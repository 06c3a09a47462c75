//! Property-based tests for decoding, normalization and artifact transfer.

use proptest::prelude::*;

use exp_migrate_core::config::EventStreamConfig;
use exp_migrate_core::event_stream::proto::Event;
use exp_migrate_core::event_stream::{EventStreamDecoder, RecordReader, frame_record};
use exp_migrate_core::text_log::LogNormalizer;
use exp_migrate_core::transfer::{TransferOutcome, copy_artifact};
use prost::Message;
use std::io::Cursor;
use std::path::Path;

fn encode(events: &[Event]) -> Vec<u8> {
    events
        .iter()
        .flat_map(|e| frame_record(&e.encode_to_vec()))
        .collect()
}

// --- Record framing properties ---

proptest! {
    #[test]
    fn framed_payloads_are_read_back_in_order(
        payloads in prop::collection::vec(prop::collection::vec(any::<u8>(), 0..64), 0..16),
    ) {
        let bytes: Vec<u8> = payloads.iter().flat_map(|p| frame_record(p)).collect();
        let read: Vec<Vec<u8>> = RecordReader::new(Cursor::new(bytes))
            .collect::<Result<_, _>>()
            .unwrap();
        prop_assert_eq!(read, payloads);
    }

    #[test]
    fn truncated_stream_never_panics(
        payload in prop::collection::vec(any::<u8>(), 1..64),
        cut in 1usize..16,
    ) {
        let mut bytes = frame_record(&payload);
        let keep = bytes.len().saturating_sub(cut);
        bytes.truncate(keep);
        let results: Vec<_> = RecordReader::new(Cursor::new(bytes)).collect();
        prop_assert!(results.len() <= 1);
        prop_assert!(results.iter().all(|r| r.is_err()));
    }
}

// --- Decoder properties ---

proptest! {
    #[test]
    fn dominant_tag_rows_fall_on_period(
        steps in prop::collection::vec(-5000i64..50_000, 1..200),
    ) {
        let events: Vec<Event> = steps
            .iter()
            .map(|s| Event::scalars(1_514_108_000.0, *s, &[("train/loss", 0.25)]))
            .collect();
        let config = EventStreamConfig::default();
        let period = config.subsample_every;
        let log = EventStreamDecoder::new(config)
            .decode_reader(Cursor::new(encode(&events)), Path::new("events.out.tfevents.0"))
            .unwrap();

        let expected = steps.iter().filter(|s| s.rem_euclid(period) == 0).count();
        prop_assert_eq!(log.rows.len(), expected);
        prop_assert!(log.rows.iter().all(|r| r.step.rem_euclid(period) == 0));
    }

    #[test]
    fn other_tags_are_kept_in_order(
        steps in prop::collection::vec(0i64..10_000, 1..100),
    ) {
        let events: Vec<Event> = steps
            .iter()
            .map(|s| Event::scalars(1_514_108_000.0, *s, &[("val/accuracy", 0.5)]))
            .collect();
        let log = EventStreamDecoder::new(EventStreamConfig::default())
            .decode_reader(Cursor::new(encode(&events)), Path::new("events.out.tfevents.0"))
            .unwrap();
        let read: Vec<i64> = log.rows.iter().map(|r| r.step).collect();
        prop_assert_eq!(read, steps);
    }

    #[test]
    fn record_cap_bounds_reading(
        count in 0usize..60,
        limit in 1usize..40,
    ) {
        let events: Vec<Event> = (0..count)
            .map(|i| Event::scalars(1_514_108_000.0, i as i64, &[("val/accuracy", 0.5)]))
            .collect();
        let config = EventStreamConfig {
            record_limit: limit,
            ..EventStreamConfig::default()
        };
        let log = EventStreamDecoder::new(config)
            .decode_reader(Cursor::new(encode(&events)), Path::new("events.out.tfevents.0"))
            .unwrap();
        prop_assert_eq!(log.records_read, count.min(limit));
        prop_assert_eq!(log.capped, count > limit);
    }
}

// --- Normalizer properties ---

proptest! {
    #[test]
    fn normalized_log_ends_at_marker(
        before in 0usize..30,
        after in 0usize..30,
        epoch in 1u32..500,
    ) {
        let mut lines: Vec<String> = (0..before)
            .map(|i| format!("2018-04-01 - trainer - INFO - Train Epoch: {i}"))
            .collect();
        lines.push(format!(
            "2018-04-01 - trainer - INFO - Saving checkpoint: checkpoint-epoch{epoch}.pth ..."
        ));
        lines.extend((0..after).map(|i| format!("2018-04-02 - trainer - INFO - overrun {i}")));
        let config = "{\n  \"name\": \"exp\"\n}";

        let out = LogNormalizer::default()
            .normalize(&lines.join("\n"), config, epoch, "2018-04-01_00-00-00")
            .unwrap();

        prop_assert_eq!(out.len(), 2 + 3 + before + 1);
        prop_assert_eq!(&out[5..], &lines[..=before]);
        prop_assert!(!out.iter().any(|l| l.contains("overrun")));
    }
}

// --- Transfer properties ---

proptest! {
    #[test]
    fn existing_destination_is_never_overwritten_without_refresh(
        original in prop::collection::vec(any::<u8>(), 0..256),
        replacement in prop::collection::vec(any::<u8>(), 0..256),
    ) {
        let dir = tempfile::TempDir::new().unwrap();
        let src = dir.path().join("src.pth");
        let dest = dir.path().join("out/model_best.pth");
        std::fs::write(&src, &original).unwrap();
        copy_artifact("checkpoint", &src, &dest, false).unwrap();

        std::fs::write(&src, &replacement).unwrap();
        let outcome = copy_artifact("checkpoint", &src, &dest, false).unwrap();
        prop_assert_eq!(outcome, TransferOutcome::Skipped);
        prop_assert_eq!(std::fs::read(&dest).unwrap(), original);

        let outcome = copy_artifact("checkpoint", &src, &dest, true).unwrap();
        prop_assert!(outcome.copied());
        prop_assert_eq!(std::fs::read(&dest).unwrap(), replacement);
    }
}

▶ ACTIVITY: Repeat each entry above exactly as it appears.

▶ ANSWER TO THIS EXERCISE:
repository 06c3a09a47462c75
//! Property-based tests for decoding, normalization and artifact transfer.

use proptest::prelude::*;

use exp_migrate_core::config::EventStreamConfig;
use exp_migrate_core::event_stream::proto::Event;
use exp_migrate_core::event_stream::{EventStreamDecoder, RecordReader, frame_record};
use exp_migrate_core::text_log::LogNormalizer;
use exp_migrate_core::transfer::{TransferOutcome, copy_artifact};
use prost::Message;
use std::io::Cursor;
use std::path::Path;

fn encode(events: &[Event]) -> Vec<u8> {
    events
        .iter()
        .flat_map(|e| frame_record(&e.encode_to_vec()))
        .collect()
}

// --- Record framing properties ---

proptest! {
    #[test]
    fn framed_payloads_are_read_back_in_order(
        payloads in prop::collection::vec(prop::collection::vec(any::<u8>(), 0..64), 0..16),
    ) {
        let bytes: Vec<u8> = payloads.iter().flat_map(|p| frame_record(p)).collect();
        let read: Vec<Vec<u8>> = RecordReader::new(Cursor::new(bytes))
            .collect::<Result<_, _>>()
            .unwrap();
        prop_assert_eq!(read, payloads);
    }

    #[test]
    fn truncated_stream_never_panics(
        payload in prop::collection::vec(any::<u8>(), 1..64),
        cut in 1usize..16,
    ) {
        let mut bytes = frame_record(&payload);
        let keep = bytes.len().saturating_sub(cut);
        bytes.truncate(keep);
        let results: Vec<_> = RecordReader::new(Cursor::new(bytes)).collect();
        prop_assert!(results.len() <= 1);
        prop_assert!(results.iter().all(|r| r.is_err()));
    }
}

// --- Decoder properties ---

proptest! {
    #[test]
    fn dominant_tag_rows_fall_on_period(
        steps in prop::collection::vec(-5000i64..50_000, 1..200),
    ) {
        let events: Vec<Event> = steps
            .iter()
            .map(|s| Event::scalars(1_514_108_000.0, *s, &[("train/loss", 0.25)]))
            .collect();
        let config = EventStreamConfig::default();
        let period = config.subsample_every;
        let log = EventStreamDecoder::new(config)
            .decode_reader(Cursor::new(encode(&events)), Path::new("events.out.tfevents.0"))
            .unwrap();

        let expected = steps.iter().filter(|s| s.rem_euclid(period) == 0).count();
        prop_assert_eq!(log.rows.len(), expected);
        prop_assert!(log.rows.iter().all(|r| r.step.rem_euclid(period) == 0));
    }

    #[test]
    fn other_tags_are_kept_in_order(
        steps in prop::collection::vec(0i64..10_000, 1..100),
    ) {
        let events: Vec<Event> = steps
            .iter()
            .map(|s| Event::scalars(1_514_108_000.0, *s, &[("val/accuracy", 0.5)]))
            .collect();
        let log = EventStreamDecoder::new(EventStreamConfig::default())
            .decode_reader(Cursor::new(encode(&events)), Path::new("events.out.tfevents.0"))
            .unwrap();
        let read: Vec<i64> = log.rows.iter().map(|r| r.step).collect();
        prop_assert_eq!(read, steps);
    }

    #[test]
    fn record_cap_bounds_reading(
        count in 0usize..60,
        limit in 1usize..40,
    ) {
        let events: Vec<Event> = (0..count)
            .map(|i| Event::scalars(1_514_108_000.0, i as i64, &[("val/accuracy", 0.5)]))
            .collect();
        let config = EventStreamConfig {
            record_limit: limit,
            ..EventStreamConfig::default()
        };
        let log = EventStreamDecoder::new(config)
            .decode_reader(Cursor::new(encode(&events)), Path::new("events.out.tfevents.0"))
            .unwrap();
        prop_assert_eq!(log.records_read, count.min(limit));
        prop_assert_eq!(log.capped, count > limit);
    }
}

// --- Normalizer properties ---

proptest! {
    #[test]
    fn normalized_log_ends_at_marker(
        before in 0usize..30,
        after in 0usize..30,
        epoch in 1u32..500,
    ) {
        let mut lines: Vec<String> = (0..before)
            .map(|i| format!("2018-04-01 - trainer - INFO - Train Epoch: {i}"))
            .collect();
        lines.push(format!(
            "2018-04-01 - trainer - INFO - Saving checkpoint: checkpoint-epoch{epoch}.pth ..."
        ));
        lines.extend((0..after).map(|i| format!("2018-04-02 - trainer - INFO - overrun {i}")));
        let config = "{\n  \"name\": \"exp\"\n}";

        let out = LogNormalizer::default()
            .normalize(&lines.join("\n"), config, epoch, "2018-04-01_00-00-00")
            .unwrap();

        prop_assert_eq!(out.len(), 2 + 3 + before + 1);
        prop_assert_eq!(&out[5..], &lines[..=before]);
        prop_assert!(!out.iter().any(|l| l.contains("overrun")));
    }
}

// --- Transfer properties ---

proptest! {
    #[test]
    fn existing_destination_is_never_overwritten_without_refresh(
        original in prop::collection::vec(any::<u8>(), 0..256),
        replacement in prop::collection::vec(any::<u8>(), 0..256),
    ) {
        let dir = tempfile::TempDir::new().unwrap();
        let src = dir.path().join("src.pth");
        let dest = dir.path().join("out/model_best.pth");
        std::fs::write(&src, &original).unwrap();
        copy_artifact("checkpoint", &src, &dest, false).unwrap();

        std::fs::write(&src, &replacement).unwrap();
        let outcome = copy_artifact("checkpoint", &src, &dest, false).unwrap();
        prop_assert_eq!(outcome, TransferOutcome::Skipped);
        prop_assert_eq!(std::fs::read(&dest).unwrap(), original);

        let outcome = copy_artifact("checkpoint", &src, &dest, true).unwrap();
        prop_assert!(outcome.copied());
        prop_assert_eq!(std::fs::read(&dest).unwrap(), replacement);
    }
}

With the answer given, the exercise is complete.